En 1975, un encuentro en órbita entre astronautas estadounidenses y soviéticos demostró que las superpotencias podían colaborar. Sus efectos positivos finalmente condujeron al establecimiento de la Estación Espacial Internacional (EEI).
Con tan solo 33 años, Glynn Lunney era uno de los directores de vuelo más experimentados de la NASA. Para 1970 había estado en el centro de la acción en numerosas misiones, desde la primera órbita de la cápsula Apolo hasta los primeros pasos de Neil Armstrong en la Luna.
Meses después de ayudar a liderar los esfuerzos para salvar a la tripulación del Apolo 13 cuando su nave espacial explotó, Lunney se preparaba para su siguiente misión lunar. Fue entonces cuando recibió una llamada telefónica de su jefe, el director de control de misión, Chris Kraft.
«Me dijo: ‘Glynn, empieza a prepararte para ir a Moscú, estarás allí en un par de semanas'», dijo Lunney. «Fue algo totalmente inesperado, una auténtica sorpresa para mí».
Tras dedicar su carrera a ganar la carrera espacial contra la Unión Soviética, el plan era que Lunney liderara un equipo para trabajar junto a sus oponentes de la Guerra Fría en una misión conjunta: el Proyecto de Prueba Apolo-Soyuz.
El objetivo era acoplar en órbita una cápsula Apolo estadounidense y una nave espacial Soyuz soviética. Hacer realidad ese plan le llevaría a Lunney los próximos cinco años.
Lunney falleció en 2021, pero tuve la suerte de entrevistarlo en 2012 para un programa de radio de la BBC sobre los alunizajes.

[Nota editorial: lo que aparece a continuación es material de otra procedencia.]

//! Mini Program login and phone number
//!
//! Endpoints:
//!   GET  https://api.weixin.qq.com/sns/jscode2session?appid=APPID&secret=SECRET&js_code=JSCODE&grant_type=authorization_code
//!   POST https://api.weixin.qq.com/wxa/business/getuserphonenumber?access_token=ACCESS_TOKEN
//!        body: {"code": "e31968a7f94cc5ee25fafc2aef2773f0bb8c3937b22520eb8ee345274d00c144"}
//!
//! Notes:
//! - jscode2session authenticates with appid/secret, not access_token.
//! - Each `js_code` from wx.login() and each phone `code` is single-use.
//! - `session_key` must stay on the server; it is redacted from Debug output.

use reqwest::Url;
use serde::{Deserialize, Serialize};
use tracing::{debug, instrument};

use crate::client::{Credentials, Result, WxClient, redact_id};

#[derive(Clone, Deserialize)]
pub struct Session {
    pub openid: String,
    pub session_key: String,
    /// Present when the Mini Program is bound to an Open Platform account
    #[serde(default)]
    pub unionid: Option<String>,
}

impl std::fmt::Debug for Session {
    fn fmt(&self, f: &mut std::fmt::Formatter<'_>) -> std::fmt::Result {
        f.debug_struct("Session")
            .field("openid", &self.openid)
            .field("session_key", &"[redacted]")
            .field("unionid", &self.unionid)
            .finish()
    }
}

#[derive(Debug, Clone, PartialEq, Deserialize)]
#[serde(rename_all = "camelCase")]
pub struct PhoneInfo {
    /// With country code for non-mainland numbers
    pub phone_number: String,
    pub pure_phone_number: String,
    pub country_code: String,
    pub watermark: Watermark,
}

#[derive(Debug, Clone, PartialEq, Deserialize)]
pub struct Watermark {
    pub timestamp: i64,
    pub appid: String,
}

#[derive(Serialize)]
struct PhoneNumberRequest<'a> {
    code: &'a str,
}

#[derive(Deserialize)]
struct PhoneNumberResponse {
    phone_info: PhoneInfo,
}

impl WxClient {
    /// Exchange a wx.login() code for the user's openid and session_key.
    #[instrument(level = "debug", skip_all)]
    pub async fn code_to_session(&self, credentials: &Credentials, js_code: &str) -> Result<Session> {
        let url = self.jscode2session_url(credentials, js_code)?;
        debug!(appid = %redact_id(&credentials.app_id), "jscode2session");
        self.get_json(url).await
    }

    /// Exchange a getPhoneNumber button code for the bound phone number.
    #[instrument(level = "debug", skip_all)]
    pub async fn phone_number(&self, access_token: &str, code: &str) -> Result<PhoneInfo> {
        let url = self.endpoint_with_token("/wxa/business/getuserphonenumber", access_token)?;
        let resp: PhoneNumberResponse = self.post_json(url, &PhoneNumberRequest { code }).await?;
        Ok(resp.phone_info)
    }

    fn jscode2session_url(&self, credentials: &Credentials, js_code: &str) -> Result<Url> {
        let mut url = self.endpoint("/sns/jscode2session")?;
        {
            let mut qp = url.query_pairs_mut();
            qp.append_pair("appid", &credentials.app_id);
            qp.append_pair("secret", &credentials.secret);
            qp.append_pair("js_code", js_code);
            qp.append_pair("grant_type", "authorization_code");
        }
        Ok(url)
    }
}

#[cfg(test)]
mod tests {
    use super::*;
    use crate::client::{Error, decode_json};

    #[test]
    fn jscode2session_query() {
        let url = WxClient::default()
            .jscode2session_url(&Credentials::new("wxapp", "sec"), "CODE")
            .expect("url");
        assert_eq!(
            url.as_str(),
            "https://api.weixin.qq.com/sns/jscode2session?appid=wxapp&secret=sec&js_code=CODE&grant_type=authorization_code"
        );
    }

    #[test]
    fn session_debug_hides_session_key() {
        let s: Session = decode_json(
            200,
            br#"{"openid":"oUser","session_key":"tiihtNczf5v6AKRyjwEUhQ==","unionid":"uX"}"#,
        )
        .expect("decode");
        let dbg = format!("{s:?}");
        assert!(dbg.contains("oUser"));
        assert!(!dbg.contains("tiihtNczf5v6AKRyjwEUhQ"));
    }

    #[test]
    fn used_code_is_provider_error() {
        let err = decode_json::<Session>(200, br#"{"errcode":40163,"errmsg":"code been used"}"#)
            .unwrap_err();
        assert!(matches!(err, Error::Wx { code: 40163, .. }));
    }

    #[test]
    fn phone_info_decodes() {
        let resp: PhoneNumberResponse = decode_json(
            200,
            br#"{
                "errcode": 0,
                "errmsg": "ok",
                "phone_info": {
                    "phoneNumber": "+86 13800138000",
                    "purePhoneNumber": "13800138000",
                    "countryCode": "86",
                    "watermark": {"timestamp": 1637744274, "appid": "wxapp"}
                }
            }"#,
        )
        .expect("decode");
        assert_eq!(resp.phone_info.pure_phone_number, "13800138000");
        assert_eq!(resp.phone_info.watermark.appid, "wxapp");
    }
}
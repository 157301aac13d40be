/*!
Example: create a custom menu, then read it back

Run:
  WX_APP_ID=wx... \
  WX_APP_SECRET=your_appsecret \
  cargo run --example create_menu

Notes:
- Replaces the current menu of the account.
- The `click` button pushes a CLICK event with EventKey=V1001_TODAY_MUSIC
  (see the webhook_server example).
- Clients may take a few minutes to show the change.
*/

use anyhow::{Context, Result};
use dotenvy::dotenv;
use wxapi_rs::{HandlerRegistry, Menu, MenuButton, WxApp, WxConfig, errcode};

#[tokio::main]
async fn main() -> Result<()> {
    let _ = dotenv();
    tracing_subscriber::fmt().with_target(false).init();

    let cfg = WxConfig::from_env().context("load config")?;
    let app = WxApp::from_config(&cfg, HandlerRegistry::new()).await?;

    let menu = Menu {
        button: vec![
            MenuButton::click("今日歌曲", "V1001_TODAY_MUSIC"),
            MenuButton::parent(
                "菜单",
                vec![
                    MenuButton::view("搜索", "https://www.soso.com/"),
                    MenuButton::click("赞一下我们", "V1001_GOOD"),
                ],
            ),
        ],
    };

    if let Err(e) = app.create_menu(&menu).await {
        eprintln!("[ERR] create_menu failed: {e}");
        if let wxapi_rs::AppError::Api(api) = &e {
            if let Some(code) = api.wx_code() {
                eprintln!("{}", errcode::explain(code, ""));
            }
        }
        return Err(e.into());
    }
    println!("[OK] menu created");

    let info = app.current_selfmenu_info().await?;
    println!("is_menu_open = {}", info.is_menu_open);
    if let Some(tree) = info.selfmenu_info {
        println!("{}", serde_json::to_string_pretty(&tree)?);
    }

    Ok(())
}
//! WeChat Official Account / Mini Program HTTP client.
//!
//! Provides the credential type, the access_token grant call and the generic
//! JSON request helpers the REST wrappers are built on.
//!
//! Design:
//! - `WxClient` handles HTTP and maps provider errors; token caching/refresh lives in
//!   [`crate::token_manager::TokenManager`].
//! - Provider-reported failures (`errcode != 0`) surface as [`Error::Wx`] verbatim.
//! - Errors are unified via `Error`.
//!
//! Endpoint:
//! - GET https://api.weixin.qq.com/cgi-bin/token?grant_type=client_credential&appid=APPID&secret=APPSECRET
//!
//! Example (pseudo usage):
//! ```ignore
//! use wxapi_rs::{Credentials, WxClient};
//!
//! #[tokio::main]
//! async fn main() -> anyhow::Result<()> {
//!     let client = WxClient::default();
//!     let token = client
//!         .get_access_token(&Credentials::new("your_appid", "your_appsecret"))
//!         .await?;
//!     println!("token: {}, expires_in: {}", token.access_token, token.expires_in);
//!     Ok(())
//! }
//! ```

use async_trait::async_trait;
use reqwest::Url;
use serde::de::DeserializeOwned;
use serde::{Deserialize, Serialize};
use thiserror::Error;
use tracing::{debug, instrument, warn};

use crate::errcode;

/// Default provider domain
pub const DEFAULT_DOMAIN: &str = "https://api.weixin.qq.com";

/// Application identity: appid + appsecret
#[derive(Clone)]
pub struct Credentials {
    pub app_id: String,
    pub secret: String,
}

impl Credentials {
    pub fn new(app_id: impl Into<String>, secret: impl Into<String>) -> Self {
        Self {
            app_id: app_id.into(),
            secret: secret.into(),
        }
    }
}

impl std::fmt::Debug for Credentials {
    fn fmt(&self, f: &mut std::fmt::Formatter<'_>) -> std::fmt::Result {
        f.debug_struct("Credentials")
            .field("app_id", &redact_id(&self.app_id))
            .field("secret", &"[redacted]")
            .finish()
    }
}

/// Successful access_token response
#[derive(Clone, Debug, Deserialize)]
pub struct AccessToken {
    /// Access token string
    pub access_token: String,
    /// Expiration in seconds
    pub expires_in: i64,
}

/// WeChat API error response
#[derive(Clone, Debug, Deserialize)]
pub struct WxError {
    pub errcode: i64,
    #[serde(default)]
    pub errmsg: String,
}

/// Raw token response (either success or error)
#[derive(Clone, Debug, Deserialize)]
#[serde(untagged)]
enum TokenRawResp {
    Ok(AccessToken),
    Err(WxError),
}

/// Envelope shared by every JSON API response; absent fields mean success.
#[derive(Debug, Default, Deserialize)]
struct Envelope {
    #[serde(default)]
    errcode: i64,
    #[serde(default)]
    errmsg: String,
}

/// Unified error type
#[derive(Debug, Error)]
pub enum Error {
    #[error("http error: {0}")]
    Http(#[from] reqwest::Error),

    #[error("invalid url: {0}")]
    InvalidUrl(String),

    #[error("unexpected http status {status}: {body}")]
    HttpStatus { status: u16, body: String },

    #[error("weixin error {code}: {message}")]
    Wx { code: i64, message: String },

    #[error("unexpected response (status {status}): {error}; body: {body}")]
    UnexpectedResponse {
        status: u16,
        error: String,
        body: String,
    },
}

impl Error {
    /// Provider errcode, when the provider reported one
    pub fn wx_code(&self) -> Option<i64> {
        match self {
            Error::Wx { code, .. } => Some(*code),
            _ => None,
        }
    }
}

pub type Result<T> = std::result::Result<T, Error>;

/// Source of fresh access tokens.
///
/// `WxClient` is the production implementation; tests substitute their own.
#[async_trait]
pub trait TokenProvider: Send + Sync {
    async fn fetch_token(&self, credentials: &Credentials) -> Result<AccessToken>;
}

/// Base client for the WeChat server APIs
///
/// - Wraps `reqwest::Client`
/// - Provides token fetching (no caching/auto-refresh here)
/// - Easy to extend for more APIs
#[derive(Clone, Debug)]
pub struct WxClient {
    http: reqwest::Client,
    domain: String,
}

impl Default for WxClient {
    fn default() -> Self {
        let http = reqwest::Client::builder()
            .gzip(true)
            .build()
            .unwrap_or_default();
        Self {
            http,
            domain: DEFAULT_DOMAIN.to_string(),
        }
    }
}

impl WxClient {
    /// Use a custom `reqwest::Client`
    pub fn with_http(http: reqwest::Client) -> Self {
        Self {
            http,
            domain: DEFAULT_DOMAIN.to_string(),
        }
    }

    /// Override the API domain, e.g. `api2.weixin.qq.com` for a regional entry point.
    ///
    /// A bare host gets an `https://` scheme.
    pub fn with_domain(mut self, domain: impl AsRef<str>) -> Self {
        let domain = domain.as_ref().trim_end_matches('/');
        self.domain = if domain.starts_with("http://") || domain.starts_with("https://") {
            domain.to_string()
        } else {
            format!("https://{domain}")
        };
        self
    }

    pub fn domain(&self) -> &str {
        &self.domain
    }

    /// Build an endpoint URL under the configured domain.
    pub(crate) fn endpoint(&self, path: &str) -> Result<Url> {
        Url::parse(&format!("{}{}", self.domain, path)).map_err(|e| Error::InvalidUrl(e.to_string()))
    }

    /// Endpoint URL carrying the `access_token` query parameter.
    pub(crate) fn endpoint_with_token(&self, path: &str, access_token: &str) -> Result<Url> {
        let mut url = self.endpoint(path)?;
        url.query_pairs_mut()
            .append_pair("access_token", access_token);
        Ok(url)
    }

    /// Fetch access_token
    ///
    /// GET {domain}/cgi-bin/token
    /// params: grant_type=client_credential, appid, secret (do not log secrets)
    #[instrument(level = "debug", skip(self, credentials))]
    pub async fn get_access_token(&self, credentials: &Credentials) -> Result<AccessToken> {
        let mut url = self.endpoint("/cgi-bin/token")?;
        {
            let mut qp = url.query_pairs_mut();
            qp.append_pair("grant_type", "client_credential");
            qp.append_pair("appid", &credentials.app_id);
            qp.append_pair("secret", &credentials.secret);
        }
        if credentials.app_id.starts_with("ww") {
            warn!(
                "Detected appid starting with 'ww' (likely a WeCom corpid). Official Account / Mini Program APIs need the wx... appid."
            );
        }
        debug!(
            "Requesting access_token (no secrets), appid hint: {}",
            redact_id(&credentials.app_id)
        );

        let resp = self.http.get(url).send().await?;
        let status = resp.status().as_u16();
        let bytes = resp.bytes().await?;
        parse_token_response(status, &bytes)
    }

    /// GET a JSON endpoint and decode it into `T`.
    pub async fn get_json<T: DeserializeOwned>(&self, url: Url) -> Result<T> {
        debug!(path = url.path(), "GET");
        let resp = self.http.get(url).send().await?;
        let status = resp.status().as_u16();
        let bytes = resp.bytes().await?;
        decode_json(status, &bytes)
    }

    /// POST a JSON body and decode the JSON answer into `T`.
    pub async fn post_json<B, T>(&self, url: Url, body: &B) -> Result<T>
    where
        B: Serialize + ?Sized,
        T: DeserializeOwned,
    {
        debug!(path = url.path(), "POST");
        let resp = self.http.post(url).json(body).send().await?;
        let status = resp.status().as_u16();
        let bytes = resp.bytes().await?;
        decode_json(status, &bytes)
    }
}

#[async_trait]
impl TokenProvider for WxClient {
    async fn fetch_token(&self, credentials: &Credentials) -> Result<AccessToken> {
        self.get_access_token(credentials).await
    }
}

/// Decode the token grant answer (success or provider error).
pub(crate) fn parse_token_response(status: u16, bytes: &[u8]) -> Result<AccessToken> {
    match serde_json::from_slice::<TokenRawResp>(bytes) {
        Ok(TokenRawResp::Ok(ok)) => Ok(ok),
        // errcode 0 is success, but there is no token to return
        Ok(TokenRawResp::Err(err)) if err.errcode == 0 => Err(Error::UnexpectedResponse {
            status,
            error: "missing access_token".to_string(),
            body: redact_body(bytes),
        }),
        Ok(TokenRawResp::Err(err)) => {
            let mut message = err.errmsg;
            if let Some(hint) = errcode::credential_hint(err.errcode) {
                message.push_str("; hint: ");
                message.push_str(hint);
            }
            Err(Error::Wx {
                code: err.errcode,
                message,
            })
        }
        Err(de_err) => Err(Error::UnexpectedResponse {
            status,
            error: de_err.to_string(),
            body: redact_body(bytes),
        }),
    }
}

/// Decode a generic JSON API answer, mapping non-2xx and `errcode != 0` to errors.
pub(crate) fn decode_json<T: DeserializeOwned>(status: u16, bytes: &[u8]) -> Result<T> {
    if !(200..300).contains(&status) {
        return Err(Error::HttpStatus {
            status,
            body: redact_body(bytes),
        });
    }
    if let Ok(env) = serde_json::from_slice::<Envelope>(bytes) {
        if env.errcode != 0 {
            return Err(Error::Wx {
                code: env.errcode,
                message: env.errmsg,
            });
        }
    }
    serde_json::from_slice::<T>(bytes).map_err(|de_err| Error::UnexpectedResponse {
        status,
        error: de_err.to_string(),
        body: redact_body(bytes),
    })
}

/// Redact and truncate a response body so tokens never reach error messages or logs.
fn redact_body(bytes: &[u8]) -> String {
    let mut body = String::from_utf8_lossy(bytes).to_string();
    if let Ok(mut v) = serde_json::from_str::<serde_json::Value>(&body) {
        if let Some(obj) = v.as_object_mut() {
            for field in ["access_token", "session_key"] {
                if obj.contains_key(field) {
                    obj.insert(
                        field.to_string(),
                        serde_json::Value::String("[redacted]".into()),
                    );
                }
            }
        }
        if let Ok(s) = serde_json::to_string(&v) {
            body = s;
        }
    }
    if body.len() > 2048 {
        let mut cut = 2048;
        while !body.is_char_boundary(cut) {
            cut -= 1;
        }
        body.truncate(cut);
        body.push_str("...");
    }
    body
}

/// Redact an ID for logs: keep first 2 and last 2 chars where possible
pub(crate) fn redact_id(id: &str) -> String {
    let chars: Vec<char> = id.chars().collect();
    if chars.len() <= 4 {
        format!("{}***", id)
    } else {
        let head: String = chars[..2].iter().collect();
        let tail: String = chars[chars.len() - 2..].iter().collect();
        format!("{head}***{tail}")
    }
}

#[cfg(test)]
mod tests {
    use super::*;

    #[test]
    fn token_success_body() {
        let tok = parse_token_response(200, br#"{"access_token":"ACCESS_TOKEN","expires_in":7200}"#)
            .expect("token");
        assert_eq!(tok.access_token, "ACCESS_TOKEN");
        assert_eq!(tok.expires_in, 7200);
    }

    #[test]
    fn token_error_body_keeps_code() {
        let err = parse_token_response(200, br#"{"errcode":40013,"errmsg":"invalid appid"}"#)
            .unwrap_err();
        match err {
            Error::Wx { code, message } => {
                assert_eq!(code, 40013);
                assert!(message.starts_with("invalid appid"));
            }
            other => panic!("unexpected error: {other:?}"),
        }
    }

    #[test]
    fn token_garbage_body_is_unexpected() {
        let err = parse_token_response(502, b"<html>bad gateway</html>").unwrap_err();
        assert!(matches!(err, Error::UnexpectedResponse { status: 502, .. }));
    }

    #[test]
    fn token_zero_errcode_without_token_is_unexpected() {
        let err = parse_token_response(200, br#"{"errcode":0,"errmsg":"ok"}"#).unwrap_err();
        assert!(matches!(err, Error::UnexpectedResponse { status: 200, .. }));
        assert_eq!(err.wx_code(), None);
    }

    #[test]
    fn json_errcode_maps_to_wx_error() {
        let err = decode_json::<serde_json::Value>(200, br#"{"errcode":45009,"errmsg":"reach max api daily quota limit"}"#)
            .unwrap_err();
        assert_eq!(err.wx_code(), Some(45009));
    }

    #[test]
    fn json_zero_errcode_is_success() {
        #[derive(Deserialize)]
        struct Ticket {
            ticket: String,
        }
        let t: Ticket = decode_json(200, br#"{"errcode":0,"errmsg":"ok","ticket":"T"}"#).expect("ok");
        assert_eq!(t.ticket, "T");
    }

    #[test]
    fn non_success_status_redacts_token() {
        let err = decode_json::<serde_json::Value>(500, br#"{"access_token":"SECRET","expires_in":7200}"#)
            .unwrap_err();
        match err {
            Error::HttpStatus { status, body } => {
                assert_eq!(status, 500);
                assert!(!body.contains("SECRET"));
            }
            other => panic!("unexpected error: {other:?}"),
        }
    }

    #[test]
    fn domain_override_adds_scheme() {
        let client = WxClient::default().with_domain("api2.weixin.qq.com/");
        assert_eq!(client.domain(), "https://api2.weixin.qq.com");
        let url = client.endpoint_with_token("/cgi-bin/menu/create", "TOK").expect("url");
        assert_eq!(
            url.as_str(),
            "https://api2.weixin.qq.com/cgi-bin/menu/create?access_token=TOK"
        );
    }

    #[test]
    fn credentials_debug_hides_secret() {
        let c = Credentials::new("wx1234567890", "topsecret");
        let s = format!("{c:?}");
        assert!(!s.contains("topsecret"));
        assert!(s.contains("wx***90"));
    }
}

Nos conocimos en la famosa Sala de Control de la Misión Apolo en Houston, Texas. El director de vuelo jubilado se sentó a mi lado en su vieja silla, contemplando las consolas oscuras y las pantallas principales en blanco. En aquel momento (ya ha sido restaurada), la sala parecía abandonada y las misiones eran un lejano recuerdo.